Over at the Good Men Project, Drew Chambers writes of a summer camp coming-of-age ritual in which he dove into a deep river, picked up a rock from the bottom, and then remained (mostly) silent for twenty-four hours. Sounds like as good an initiation into adulthood as any, but it didn’t really take. Writes Chambers, “I was still that goofy, insecure, and occasionally picked on late adolescent who’d jumped into that pool.” Which pretty much sounds like what happened after any milestone in my life that was supposed to make me into a Woman. First period? Yeah, right — my mom was still packing my lunch. Losing my virginity? This one did make me feel different, but not necessarily more mature. And I’m not sure I like the idea of marking anyone’s entry into womanhood by the entry of a penis. Living alone for the first time? That did force me to grow up a lot, but now I have a roommate again — does that mean I’m back to girlhood?

Of course, maybe we’re not the best judges of our own maturity. In grad school, a friend of mine divided our friends (we were all about the same age) into “girls” and “women.” I got put in the woman camp, which made me a little sad — mostly because her definition of “woman” was “someone whose identity is more or less fixed and cannot change very much anymore.” My identity has changed a fair amount since then (and that was only two years ago), but that doesn’t necessarily mean I’m not a woman, or that I wasn’t one then.
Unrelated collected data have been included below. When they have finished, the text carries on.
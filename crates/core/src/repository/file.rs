use std::{
    fs,
    io::Write,
    path::{Path, PathBuf},
};

use anyhow::{Context, Result};
use chrono::{DateTime, Utc};
use parking_lot::Mutex;
use serde::{Deserialize, Serialize};
use tempfile::NamedTempFile;
use tracing::{debug, warn};

use super::VideojuegoRepository;
use crate::models::Videojuego;

/// Default file name under the user's data directory.
pub const DEFAULT_DATA_FILE: &str = "videojuegos/videojuegos.json";

/// Serialized representation of the catalogue file.
#[derive(Debug, Clone, Serialize, Deserialize)]
struct CatalogPayload {
    updated_at: DateTime<Utc>,
    #[serde(default)]
    games: Vec<Videojuego>,
}

impl Default for CatalogPayload {
    fn default() -> Self {
        Self {
            updated_at: Utc::now(),
            games: Vec::new(),
        }
    }
}

/// Repository storing every game in a single JSON document.
///
/// Each save rewrites the whole file through a temporary sibling that
/// replaces it, so readers never observe a partial document. Records that
/// break the registration rules are skipped on read with a warning and kept
/// on disk untouched.
pub struct JsonFileRepository {
    path: PathBuf,
    // Serialises file access within this process.
    lock: Mutex<()>,
}

impl JsonFileRepository {
    /// Create a repository backed by the given file.
    pub fn new(path: impl Into<PathBuf>) -> Self {
        Self {
            path: path.into(),
            lock: Mutex::new(()),
        }
    }

    /// Default location under the user's data directory.
    pub fn default_path() -> PathBuf {
        dirs::data_dir()
            .unwrap_or_else(|| PathBuf::from("."))
            .join(DEFAULT_DATA_FILE)
    }

    /// Path of the backing file.
    pub fn path(&self) -> &Path {
        &self.path
    }

    fn read_payload(&self) -> Result<CatalogPayload> {
        if !self.path.exists() {
            return Ok(CatalogPayload::default());
        }
        let content = fs::read_to_string(&self.path)
            .with_context(|| format!("failed to read {}", self.path.display()))?;
        let payload = serde_json::from_str(&content)
            .with_context(|| format!("failed to parse {}", self.path.display()))?;
        Ok(payload)
    }

    fn write_payload(&self, payload: &CatalogPayload) -> Result<()> {
        if let Some(parent) = self.path.parent() {
            fs::create_dir_all(parent)
                .with_context(|| format!("failed to create {}", parent.display()))?;
        }
        let serialised =
            serde_json::to_vec_pretty(payload).context("failed to serialize catalogue")?;
        let dir = match self.path.parent() {
            Some(parent) if !parent.as_os_str().is_empty() => parent,
            _ => Path::new("."),
        };
        let mut staged = NamedTempFile::new_in(dir)
            .with_context(|| format!("failed to stage {}", self.path.display()))?;
        staged
            .write_all(&serialised)
            .with_context(|| format!("failed to write {}", self.path.display()))?;
        staged
            .persist(&self.path)
            .with_context(|| format!("failed to replace {}", self.path.display()))?;
        Ok(())
    }

    /// Stored games that satisfy the registration rules, in file order.
    fn valid_games(&self) -> Result<Vec<Videojuego>> {
        let _guard = self.lock.lock();
        let games = self.read_payload()?.games;
        Ok(games
            .into_iter()
            .enumerate()
            .filter_map(|(index, game)| match game.defect() {
                Some(reason) => {
                    warn!(
                        path = %self.path.display(),
                        index,
                        title = game.title(),
                        %reason,
                        "skipping invalid catalogue record"
                    );
                    None
                }
                None => Some(game),
            })
            .collect())
    }
}

impl VideojuegoRepository for JsonFileRepository {
    fn save(&self, game: Videojuego) -> Result<()> {
        let _guard = self.lock.lock();
        let mut payload = self.read_payload()?;
        payload.games.push(game);
        payload.updated_at = Utc::now();
        self.write_payload(&payload)?;
        debug!(path = %self.path.display(), total = payload.games.len(), "catalogue written");
        Ok(())
    }

    fn get_all(&self) -> Result<Vec<Videojuego>> {
        self.valid_games()
    }

    fn find_by_title(&self, title: &str) -> Result<Option<Videojuego>> {
        Ok(self
            .valid_games()?
            .into_iter()
            .rev()
            .find(|game| game.title() == title))
    }
}

#[cfg(test)]
mod tests {
    use super::*;
    use tempfile::tempdir;

    #[test]
    fn missing_file_reads_as_empty() -> Result<()> {
        let dir = tempdir()?;
        let repo = JsonFileRepository::new(dir.path().join("none.json"));
        assert!(repo.get_all()?.is_empty());
        assert!(repo.find_by_title("Zelda")?.is_none());
        Ok(())
    }

    #[test]
    fn save_round_trip() -> Result<()> {
        let dir = tempdir()?;
        let path = dir.path().join("nested/catalogue.json");
        let repo = JsonFileRepository::new(&path);

        repo.save(Videojuego::new("Elden Ring", "PC", 120, 95))?;
        repo.save(Videojuego::new("Tetris", "Movil", 5, 70))?;
        assert!(path.exists());

        // A second handle sees what the first one wrote.
        let reopened = JsonFileRepository::new(&path);
        let games = reopened.get_all()?;
        assert_eq!(games.len(), 2);
        assert_eq!(games[0].title(), "Elden Ring");
        assert_eq!(games[1].platform(), "Movil");

        let found = reopened.find_by_title("Elden Ring")?.expect("stored game");
        assert_eq!(found.hours_played(), 120);
        Ok(())
    }

    #[test]
    fn duplicate_title_resolves_to_latest_save() -> Result<()> {
        let dir = tempdir()?;
        let repo = JsonFileRepository::new(dir.path().join("catalogue.json"));
        repo.save(Videojuego::new("Doom", "PC", 10, 80))?;
        repo.save(Videojuego::new("Doom", "PC", 30, 85))?;

        let found = repo.find_by_title("Doom")?.expect("stored game");
        assert_eq!(found.score(), 85);
        Ok(())
    }

    #[test]
    fn invalid_records_are_skipped_but_kept_on_disk() -> Result<()> {
        let dir = tempdir()?;
        let path = dir.path().join("catalogue.json");
        fs::write(
            &path,
            r#"{
  "updated_at": "2024-01-01T00:00:00Z",
  "games": [
    { "title": "Good", "platform": "PC", "hours_played": 10, "score": 80 },
    { "title": "Bad", "platform": "PC", "hours_played": 10, "score": 150 },
    { "title": "", "platform": "", "hours_played": 10, "score": 80 }
  ]
}"#,
        )?;
        let repo = JsonFileRepository::new(&path);

        let games = repo.get_all()?;
        assert_eq!(games.len(), 1);
        assert_eq!(games[0].title(), "Good");
        assert!(repo.find_by_title("")?.is_none());
        assert!(repo.find_by_title("Bad")?.is_none());

        repo.save(Videojuego::new("Tetris", "Movil", 5, 70))?;
        let titles: Vec<_> = repo
            .get_all()?
            .iter()
            .map(|game| game.title().to_string())
            .collect();
        assert_eq!(titles, ["Good", "Tetris"]);

        let raw: serde_json::Value = serde_json::from_str(&fs::read_to_string(&path)?)?;
        assert_eq!(raw["games"].as_array().map(Vec::len), Some(4));
        Ok(())
    }

    #[test]
    fn concurrent_reads_never_see_partial_writes() -> Result<()> {
        let dir = tempdir()?;
        let repo = JsonFileRepository::new(dir.path().join("catalogue.json"));

        std::thread::scope(|scope| -> Result<()> {
            let writer = scope.spawn(|| -> Result<()> {
                for hours in 0..50 {
                    repo.save(Videojuego::new(format!("Game {hours}"), "PC", hours, 60))?;
                }
                Ok(())
            });
            let reader = scope.spawn(|| -> Result<()> {
                for _ in 0..50 {
                    repo.get_all()?;
                    repo.find_by_title("Game 0")?;
                }
                Ok(())
            });
            writer.join().expect("writer thread panicked")?;
            reader.join().expect("reader thread panicked")?;
            Ok(())
        })?;

        assert_eq!(repo.get_all()?.len(), 50);
        Ok(())
    }

    #[test]
    fn corrupt_file_reports_path() -> Result<()> {
        let dir = tempdir()?;
        let path = dir.path().join("catalogue.json");
        fs::write(&path, "not json")?;

        let err = JsonFileRepository::new(&path)
            .get_all()
            .expect_err("corrupt file must fail");
        assert!(err.to_string().contains("failed to parse"));
        Ok(())
    }
}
Why should girls have all the fun?

Emily Gould once wrote about feeling old when she saw an early-twenties couple “acting like going to the grocery store was fun, the way people do before they realize they’ll be doing it for the rest of their lives.” At 27, I definitely don’t think the grocery store is fun anymore, but I did catch myself the other day feeling really proud that I’d managed to go to the dentist. At some point in my life, I’ll probably stop patting myself on the back for quotidian “adult” things like that, and then maybe I’ll really be a woman.

Really, though, it’s possible to be an irresponsible woman, or one who loves grocery shopping, or one who forgets to go to the dentist. And adulthood, regardless of gender, may be one of those things that not only sneaks up on you, but comes in fits and starts — one day you feel exactly like the 13-year-old with a palate expander in her mouth, and the next you can’t believe how far you’ve come since then. One thing I know is that I’m more comfortable with the word “woman” than I was two years ago, mostly because it eliminates the time limit and guesswork that “girl” involves. Being a girl is a sisterhood you inevitably have to leave at some point, and it’s not clear exactly when — but you get to be a woman til you die.